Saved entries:
........
//! Social network example: aging attachment and an activity-driven walker.
//!
//! Newcomers connect to popular but young members, and the walker prefers
//! recently active people. A moderator removes the busiest member halfway
//! through, forcing the walker to relocate if it was standing there.
//!
//! Run with: `cargo run -p wander-examples --example social_network`

use tracing::{info, warn};
use tracing_subscriber::EnvFilter;
use wander_core::command::AppliedMutation;
use wander_core::simulation::Simulation;
use wander_data::presets;
use wander_stats::{StatsConfig, WalkStats};

fn main() -> Result<(), Box<dyn std::error::Error>> {
    tracing_subscriber::fmt()
        .with_env_filter(EnvFilter::try_from_default_env().unwrap_or_else(|_| EnvFilter::new("info")))
        .with_target(true)
        .init();

    let scenario = presets::social();
    let half = scenario.ticks / 2;
    let mut sim = Simulation::new(scenario.config)?;
    let mut stats = WalkStats::new(StatsConfig::default());

    sim.run_with(half, &mut stats)?;

    if let Some((busiest, visits)) = stats.most_visited()
        && sim.graph().contains_node(busiest)
    {
        info!(%busiest, visits, "moderator removes the busiest member");
        sim.queue_remove_node(busiest)?;
    }
    let report = sim.step_with(&mut stats)?;
    for applied in &report.applied {
        if let AppliedMutation::NodeRemoved {
            node,
            edges_removed,
            relocated_to,
        } = applied
        {
            info!(%node, edges_removed, ?relocated_to, "member removed");
        }
    }

    sim.run_with(scenario.ticks - half - 1, &mut stats)?;

    let mut active: Vec<_> = sim.graph().nodes().map(|(id, n)| (id, n.activity)).collect();
    active.sort_by(|a, b| b.1.total_cmp(&a.1).then(a.0.cmp(&b.0)));
    println!("most active members:");
    for (node, activity) in active.iter().take(5) {
        println!("  {node}  activity {activity:.3}");
    }

    let walker = sim.walker();
    println!("\nwalker at {} remembers:", walker.position());
    for (node, weight) in walker.memory().iter() {
        println!("  {node}  {weight:.3}");
    }

    let components = sim.snapshot().component_count();
    if components > 1 {
        warn!(components, "community is fragmented");
    }
    info!(
        coverage = stats.coverage(),
        stay_rate = stats.stay_rate(),
        teleport_rate = stats.teleport_rate(),
        "done"
    );
    Ok(())
}
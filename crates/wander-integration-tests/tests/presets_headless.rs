//! Cross-crate headless runs of every built-in scenario.
//!
//! Each preset is loaded from `wander-data`, run through `wander-core` with a
//! `wander-stats` observer attached, and checked for structural invariants,
//! bookkeeping consistency and reproducibility.

use std::collections::{BTreeMap, BTreeSet, VecDeque};

use wander_core::id::NodeId;
use wander_core::simulation::Simulation;
use wander_core::snapshot::Snapshot;
use wander_core::test_utils::*;
use wander_core::walker::StepKind;
use wander_data::presets;
use wander_data::schema::ScenarioFile;
use wander_stats::{StatsConfig, WalkStats, run_ensemble};

/// Ticks per run; shorter than the presets' own lengths to keep tests quick.
const TICKS: u64 = 200;

fn run(scenario: &ScenarioFile) -> (Simulation, WalkStats) {
    let mut sim = Simulation::new(scenario.config.clone()).unwrap();
    let mut stats = WalkStats::new(StatsConfig::default());
    sim.run_with(TICKS, &mut stats).unwrap();
    (sim, stats)
}

#[test]
fn every_preset_keeps_invariants() {
    for scenario in presets::all() {
        let mut sim = Simulation::new(scenario.config.clone()).unwrap();
        for _ in 0..TICKS {
            sim.step().unwrap();
            assert_graph_invariants(sim.graph());
            let snapshot = sim.snapshot();
            assert_snapshot_invariants(&snapshot, scenario.config.max_degree);
            assert!(snapshot.walker.path.len() <= presets::PRESET_PATH_CAPACITY);
        }
    }
}

/// Nodes within `hops` edges of `from` in a snapshot, excluding `from`.
fn nearby(snapshot: &Snapshot, from: NodeId, hops: u32) -> BTreeSet<NodeId> {
    let mut adjacency: BTreeMap<NodeId, Vec<NodeId>> = BTreeMap::new();
    for e in &snapshot.edges {
        adjacency.entry(e.a).or_default().push(e.b);
        adjacency.entry(e.b).or_default().push(e.a);
    }
    let mut depth = BTreeMap::from([(from, 0u32)]);
    let mut queue = VecDeque::from([from]);
    while let Some(node) = queue.pop_front() {
        let d = depth[&node];
        if d == hops {
            continue;
        }
        for &next in adjacency.get(&node).into_iter().flatten() {
            if !depth.contains_key(&next) {
                depth.insert(next, d + 1);
                queue.push_back(next);
            }
        }
    }
    depth.remove(&from);
    depth.into_keys().collect()
}

#[test]
fn social_jumps_stay_within_two_hops() {
    let scenario = presets::social();
    let limit = scenario.config.max_teleport_distance.unwrap();
    let mut sim = Simulation::new(scenario.config.clone()).unwrap();
    let mut jumps = 0;

    for _ in 0..600 {
        let report = sim.step().unwrap();
        if report.step.kind != StepKind::Jumped {
            continue;
        }
        // Presets never remove anything, so the post-tick graph is the one
        // the jump was taken on.
        let reachable = nearby(&sim.snapshot(), report.step.from, limit);
        if !reachable.is_empty() {
            jumps += 1;
            assert!(
                reachable.contains(&report.step.to),
                "tick {}: jump {} -> {} beyond {limit} hops",
                report.tick,
                report.step.from,
                report.step.to
            );
        }
    }
    assert!(jumps > 20, "only {jumps} limited jumps");
}

#[test]
fn stats_agree_with_the_graph() {
    for scenario in presets::all() {
        let (sim, stats) = run(&scenario);
        let name = &scenario.name;

        assert_eq!(stats.ticks_observed(), TICKS, "{name}");
        assert_eq!(stats.visit_counts().values().sum::<u64>(), TICKS, "{name}");
        assert!(stats.coverage() <= sim.graph().node_count(), "{name}");

        let changes = stats.changes();
        assert_eq!(changes.nodes_removed, 0, "{name}");
        assert_eq!(
            sim.graph().node_count() as u64,
            scenario.config.initial_node_count as u64 + changes.nodes_added,
            "{name}"
        );
        assert_eq!(
            sim.graph().edge_count() as u64,
            changes.edges_added,
            "{name}"
        );
        assert_eq!(
            stats.edge_count_history().latest(),
            Some(sim.graph().edge_count() as f64),
            "{name}"
        );
    }
}

#[test]
fn jump_and_stay_rates_follow_the_config() {
    // Over many steps the observed rates approach the configured ones. Dead
    // ends add forced teleports, so the teleport rate is only bounded below.
    let scenario = presets::stochastic();
    let mut sim = Simulation::new(scenario.config.clone()).unwrap();
    let mut stats = WalkStats::new(StatsConfig::default());
    sim.run_with(4000, &mut stats).unwrap();

    let stay = stats.stay_rate();
    assert!((stay - scenario.config.stay_probability).abs() < 0.03, "stay {stay}");
    assert!(stats.teleport_rate() > scenario.config.teleport_probability - 0.03);
}

#[test]
fn presets_are_reproducible() {
    for scenario in presets::all() {
        let (a, stats_a) = run(&scenario);
        let (b, stats_b) = run(&scenario);
        assert_eq!(a.state_hash(), b.state_hash(), "{}", scenario.name);
        assert_eq!(stats_a.visit_counts(), stats_b.visit_counts());
    }
}

#[test]
fn ensemble_matches_individual_runs() {
    let scenario = presets::internet();
    let seeds = [11, 22, 33];
    let summaries = run_ensemble(&scenario.config, &seeds, 50).unwrap();

    for (summary, &seed) in summaries.iter().zip(&seeds) {
        let mut config = scenario.config.clone();
        config.random_seed = seed;
        let mut sim = Simulation::new(config).unwrap();
        sim.run(50).unwrap();
        assert_eq!(summary.state_hash, sim.state_hash());
        assert_eq!(summary.node_count, sim.graph().node_count());
    }
}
........
## WORK INSTRUCTION
Out of the data above, return each line where the word "next" can be found.

## EXERCISE RESULT
        for &next in adjacency.get(&node).into_iter().flatten() {
            if !depth.contains_key(&next) {
                depth.insert(next, d + 1);
                queue.push_back(next);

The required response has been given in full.